I think this is why a lot of character-driven games are intentionally wedded to a specific genre, established fictional setting, or type of story.  Familiar tropes are necessary to reduce cognitive load and therefore allow people to dive in complex characterization.  I think that cognitive load also explains why "fail forward" games such as PbtA and Burning Wheel have trouble handling the really weird stuff that OSR does so well.  Fail-forward games force the GM and players to invent complications on the fly for each failed roll, which means the facts of the fictional universe change rapidly based on dice rolls.  This is mentally taxing, and leads these games to rely more on tropes and genre conventions to the detriment of really creative stuff.  OSR/adventure games, meanwhile, start with simple characters to allow for the players to engage with a more complex world.  However, this means that characters tend to be rather one-dimensional, instead of changing and growing like real people. 

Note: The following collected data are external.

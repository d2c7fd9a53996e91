//! The static grammar table consulted by the shift-reduce parser, plus the
//! operator precedence table used by its lookahead gate.
//!
//! This is a direct transcription of the reference parser's declarative
//! `grammar[]` table: one row per concrete right-hand side, matched
//! right-to-left against the parse stack in the order declared here.
//! Declaration order is itself meaningful -- the parser commits to the
//! first row (in this order) whose right-hand side matches.

use crate::parser::node::NonTerminal;
use crate::token::TokenKind;

/// One position in a production's right-hand side.
#[derive(Debug, Clone, Copy, PartialEq, Eq)]
pub(crate) enum TermKind {
    Token(TokenKind),
    NonTerminal(NonTerminal),
    /// Matches any of the 13 binary operator token kinds (the `OP` in
    /// `Bexp -> Expr OP Expr`).
    BinOp,
    /// Matches `+`, `-` or `!` (the prefix operator in `Uexp`).
    UnOp,
}

#[derive(Debug, Clone, Copy)]
pub(crate) struct Term {
    pub(crate) kind: TermKind,
    /// May match the term one-or-more times, greedily, when true.
    pub(crate) multi: bool,
}

const fn tok(k: TokenKind) -> Term {
    Term {
        kind: TermKind::Token(k),
        multi: false,
    }
}

const fn nt(n: NonTerminal) -> Term {
    Term {
        kind: TermKind::NonTerminal(n),
        multi: false,
    }
}

const fn nt_multi(n: NonTerminal) -> Term {
    Term {
        kind: TermKind::NonTerminal(n),
        multi: true,
    }
}

const fn bin_op() -> Term {
    Term {
        kind: TermKind::BinOp,
        multi: false,
    }
}

const fn un_op() -> Term {
    Term {
        kind: TermKind::UnOp,
        multi: false,
    }
}

#[derive(Debug, Clone, Copy)]
pub(crate) struct Production {
    pub(crate) lhs: NonTerminal,
    pub(crate) rhs: &'static [Term],
}

use NonTerminal::*;
use TokenKind as K;

pub(crate) static GRAMMAR: &[Production] = &[
    Production {
        lhs: Unit,
        rhs: &[tok(K::FBeg), nt_multi(Stmt), tok(K::FEnd)],
    },
    Production {
        lhs: Stmt,
        rhs: &[nt(Assn)],
    },
    Production {
        lhs: Stmt,
        rhs: &[nt(Prnt)],
    },
    Production {
        lhs: Stmt,
        rhs: &[nt(Ctrl)],
    },
    Production {
        lhs: Assn,
        rhs: &[tok(K::Name), tok(K::Assn), nt(Expr), tok(K::Scol)],
    },
    Production {
        lhs: Assn,
        rhs: &[nt(Aexp), tok(K::Assn), nt(Expr), tok(K::Scol)],
    },
    Production {
        lhs: Prnt,
        rhs: &[tok(K::Prnt), nt(Expr), tok(K::Scol)],
    },
    Production {
        lhs: Prnt,
        rhs: &[tok(K::Prnt), tok(K::Strl), nt(Expr), tok(K::Scol)],
    },
    Production {
        lhs: Ctrl,
        rhs: &[nt(Cond), nt_multi(Elif)],
    },
    Production {
        lhs: Ctrl,
        rhs: &[nt(Cond), nt_multi(Elif), nt(Else)],
    },
    Production {
        lhs: Ctrl,
        rhs: &[nt(Dowh)],
    },
    Production {
        lhs: Ctrl,
        rhs: &[nt(Whil)],
    },
    Production {
        lhs: Cond,
        rhs: &[
            tok(K::Cond),
            nt(Expr),
            tok(K::Lbrc),
            nt_multi(Stmt),
            tok(K::Rbrc),
        ],
    },
    Production {
        lhs: Elif,
        rhs: &[
            tok(K::Elif),
            nt(Expr),
            tok(K::Lbrc),
            nt_multi(Stmt),
            tok(K::Rbrc),
        ],
    },
    Production {
        lhs: Else,
        rhs: &[tok(K::Else), tok(K::Lbrc), nt_multi(Stmt), tok(K::Rbrc)],
    },
    Production {
        lhs: Dowh,
        rhs: &[
            tok(K::Dowh),
            tok(K::Lbrc),
            nt_multi(Stmt),
            tok(K::Rbrc),
            tok(K::Whil),
            nt(Expr),
            tok(K::Scol),
        ],
    },
    Production {
        lhs: Whil,
        rhs: &[
            tok(K::Whil),
            nt(Expr),
            tok(K::Lbrc),
            nt_multi(Stmt),
            tok(K::Rbrc),
        ],
    },
    Production {
        lhs: Atom,
        rhs: &[tok(K::Name)],
    },
    Production {
        lhs: Atom,
        rhs: &[tok(K::Nmbr)],
    },
    Production {
        lhs: Expr,
        rhs: &[nt(Atom)],
    },
    Production {
        lhs: Expr,
        rhs: &[nt(Pexp)],
    },
    Production {
        lhs: Expr,
        rhs: &[nt(Bexp)],
    },
    Production {
        lhs: Expr,
        rhs: &[nt(Uexp)],
    },
    Production {
        lhs: Expr,
        rhs: &[nt(Texp)],
    },
    Production {
        lhs: Expr,
        rhs: &[nt(Aexp)],
    },
    Production {
        lhs: Pexp,
        rhs: &[tok(K::Lpar), nt(Expr), tok(K::Rpar)],
    },
    Production {
        lhs: Bexp,
        rhs: &[nt(Expr), bin_op(), nt(Expr)],
    },
    Production {
        lhs: Uexp,
        rhs: &[un_op(), nt(Expr)],
    },
    Production {
        lhs: Texp,
        rhs: &[nt(Expr), tok(K::Ques), nt(Expr), tok(K::Coln), nt(Expr)],
    },
    Production {
        lhs: Aexp,
        rhs: &[tok(K::Name), tok(K::Lbra), nt(Expr), tok(K::Rbra)],
    },
];

/// Operator precedence: lower number binds tighter. A direct transcription
/// of the reference `preced[]` array, indexed here by `TokenKind` instead
/// of by `token - token_EQUL`.
pub(crate) fn precedence(kind: TokenKind) -> Option<u8> {
    kind.precedence()
}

In light of all this, idea occurred to me: why not create a game that allows you to switch between those playstyles in a systematic way, using the same characters.  A system that has the mechanics to facilitate those switches.  You play some traditional dungeon crawls, then you take a break from that and play out some character drama, then you go back to traditional adventuring.  That's the project I'm working on right now.  Will I ever finish it?  Maybe, maybe not, but I'll drop bits and pieces as I can.  

I promise it will be painfully sincere and utterly tasteless.